## Items listed in a dataset

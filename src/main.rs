//! Kintsugi - self-healing AI test generation
//!
//! Generates tests with a chat-completion model and repairs them until they
//! pass.

use clap::{Parser, Subcommand};
use colored::Colorize;
use indicatif::{ProgressBar, ProgressStyle};
use kintsugi::config::ProjectConfig;
use kintsugi::error::{IntoKintsugiError, KintsugiError, Result};
use kintsugi::failure::parse_failing_tests;
use kintsugi::heal::{BatchReport, Collaborators, HealOutcome, HealingEngine};
use kintsugi::llm::{create_client, ProviderFatalClassifier};
use kintsugi::project::{collect_targets, FileStore, ProjectFileStore};
use kintsugi::runner::{ProcessTestRunner, RunOptions, TestRunner};
use kintsugi::HealingPolicy;
use std::path::{Path, PathBuf};
use std::sync::Arc;
use tracing_subscriber::EnvFilter;

#[derive(Parser)]
#[command(name = "kintsugi")]
#[command(version)]
#[command(about = "Generate tests with an AI model and heal them until they pass", long_about = None)]
#[command(propagate_version = true)]
struct Cli {
    /// Project directory (defaults to current directory)
    #[arg(short, long, global = true, default_value = ".")]
    project: PathBuf,

    /// Verbose output
    #[arg(short, long, global = true)]
    verbose: bool,

    /// Emit logs as JSON lines
    #[arg(long, global = true)]
    log_json: bool,

    /// Write generated tests without running them
    #[arg(long, global = true)]
    no_heal: bool,

    /// Override healing.maxRetries
    #[arg(long, global = true, value_name = "N")]
    max_retries: Option<u32>,

    #[command(subcommand)]
    command: Commands,
}

#[derive(Subcommand)]
enum Commands {
    /// Generate (and heal) tests for source files
    Generate {
        /// Source files, relative to the project directory
        #[arg(required_unless_present = "all")]
        files: Vec<PathBuf>,

        /// Every source matching the configured include/exclude globs
        #[arg(long, conflicts_with = "files")]
        all: bool,
    },

    /// Run a test file once and show its failing tests
    Verify {
        /// Test file, relative to the project directory
        test_file: PathBuf,
    },

    /// Inspect the project configuration
    Config {
        #[command(subcommand)]
        action: ConfigAction,
    },
}

#[derive(Subcommand)]
enum ConfigAction {
    /// Print the effective configuration as JSON
    Show,
    /// Check the configuration for errors
    Validate,
}

fn init_tracing(verbose: bool, json: bool) {
    let default_filter = if verbose {
        "kintsugi=debug,info"
    } else {
        "kintsugi=info,warn"
    };
    let filter =
        EnvFilter::try_from_default_env().unwrap_or_else(|_| EnvFilter::new(default_filter));

    let builder = tracing_subscriber::fmt()
        .with_env_filter(filter)
        .with_target(false)
        .with_writer(std::io::stderr);

    if json {
        builder.json().init();
    } else {
        builder.init();
    }
}

#[tokio::main]
async fn main() {
    let cli = Cli::parse();
    init_tracing(cli.verbose, cli.log_json);

    let project_path = cli.project.canonicalize().unwrap_or(cli.project.clone());
    if !project_path.exists() {
        eprintln!(
            "{} Project directory does not exist: {}",
            "Error:".red().bold(),
            project_path.display()
        );
        std::process::exit(1);
    }

    let code = match run(cli, &project_path).await {
        Ok(code) => code,
        Err(e) => {
            eprintln!("{} {}", "Error:".red().bold(), e);
            e.exit_code()
        }
    };
    std::process::exit(code);
}

async fn run(cli: Cli, project: &Path) -> Result<i32> {
    let mut config = ProjectConfig::load(project)?;
    if cli.no_heal {
        config.healing = HealingPolicy::disabled();
    }
    if let Some(max_retries) = cli.max_retries {
        config.healing = config.healing.with_max_retries(max_retries);
    }

    match cli.command {
        Commands::Generate { files, all } => generate(config, project, files, all).await,
        Commands::Verify { test_file } => verify(&config, project, &test_file).await,
        Commands::Config { action } => match action {
            ConfigAction::Show => {
                println!("{}", serde_json::to_string_pretty(&config)?);
                Ok(0)
            }
            ConfigAction::Validate => {
                config.validate()?;
                println!(
                    "{} {}",
                    "✓".green().bold(),
                    ProjectConfig::settings_path(project).display()
                );
                Ok(0)
            }
        },
    }
}

/// Paths on the command line may be absolute or relative to the project.
fn project_relative(project: &Path, path: &Path) -> PathBuf {
    path.strip_prefix(project).unwrap_or(path).to_path_buf()
}

async fn generate(
    config: ProjectConfig,
    project: &Path,
    files: Vec<PathBuf>,
    all: bool,
) -> Result<i32> {
    config.validate()?;

    let sources = if all {
        collect_targets(project, &config.include, &config.exclude).into_kintsugi_config()?
    } else {
        files.iter().map(|f| project_relative(project, f)).collect()
    };
    if sources.is_empty() {
        return Err(KintsugiError::config("No source files matched"));
    }

    let framework = config.testing.framework.clone();
    let collaborators = Collaborators {
        client: Arc::from(create_client(&config.llm)?),
        files: Arc::new(ProjectFileStore::new(project)),
        runner: Arc::new(ProcessTestRunner::new(ProjectConfig::reports_dir(project))),
        classifier: Arc::new(ProviderFatalClassifier::new()),
    };
    let engine = HealingEngine::new(config, collaborators).with_project_dir(project);

    let progress = ProgressBar::new(sources.len() as u64);
    if let Ok(style) =
        ProgressStyle::with_template("{spinner:.green} [{bar:30.cyan/blue}] {pos}/{len} {msg}")
    {
        progress.set_style(style.progress_chars("=>-"));
    }

    let report = engine
        .write_test_files_with_progress(&sources, framework.as_ref(), |source, result| {
            let line = match result {
                Ok(HealOutcome::Verified { attempts }) => format!(
                    "{} {} (passed after {} attempt(s))",
                    "✓".green().bold(),
                    source.display(),
                    attempts
                ),
                Ok(HealOutcome::Unverified) => {
                    format!("{} {} (written, not run)", "✓".green(), source.display())
                }
                Ok(HealOutcome::Skipped) => {
                    format!("{} {} (skipped by model)", "-".dimmed(), source.display())
                }
                Ok(HealOutcome::AlreadyPassing) => format!(
                    "{} {} (existing test passes)",
                    "✓".green(),
                    source.display()
                ),
                Err(e) => format!("{} {}: {}", "✗".red().bold(), source.display(), e),
            };
            progress.println(line);
            progress.inc(1);
        })
        .await;
    progress.finish_and_clear();

    let report = report?;
    print_summary(&report);
    Ok(if report.is_success() { 0 } else { 1 })
}

fn print_summary(report: &BatchReport) {
    println!();
    println!("{}", "Summary".bold());
    println!("  Generated:        {}", report.generated.len());
    println!("  Skipped:          {}", report.skipped.len());
    println!("  Already passing:  {}", report.passed_existing.len());
    if report.failures.is_empty() {
        println!("  Failed:           0");
    } else {
        println!(
            "  Failed:           {}",
            report.failures.len().to_string().red().bold()
        );
    }
}

async fn verify(config: &ProjectConfig, project: &Path, test_file: &Path) -> Result<i32> {
    let test_path = project_relative(project, test_file);
    let store = ProjectFileStore::new(project);
    let source = store.read_file(&test_path).await?;

    let runner = ProcessTestRunner::new(ProjectConfig::reports_dir(project));
    let options = RunOptions {
        cwd: project.to_path_buf(),
        test_file_path: test_path.clone(),
        timeout_ms: config.testing.timeout_ms,
        framework: config.testing.framework.clone(),
    };
    let result = runner.run_test(&config.testing.command, &options).await?;

    if result.passed_for(&test_path) {
        println!(
            "{} {} passed ({}ms)",
            "✓".green().bold(),
            test_path.display(),
            result.duration_ms
        );
        return Ok(0);
    }

    let details = parse_failing_tests(&result, &test_path, &source);
    println!(
        "{} {} failed: {} failing test(s)",
        "✗".red().bold(),
        test_path.display(),
        details.len()
    );
    for detail in &details {
        println!();
        println!("{}", detail.full_name.bold());
        println!("{}", detail.error_message);
        if let Some(stack) = &detail.stack_excerpt {
            println!("{}", stack.dimmed());
        }
    }
    Ok(3)
}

## EXERCISE DESCRIPTION
Copy every line of the entries above in which "include" occurs.

## EXERCISE OUTPUT
        /// Every source matching the configured include/exclude globs
        collect_targets(project, &config.include, &config.exclude).into_kintsugi_config()?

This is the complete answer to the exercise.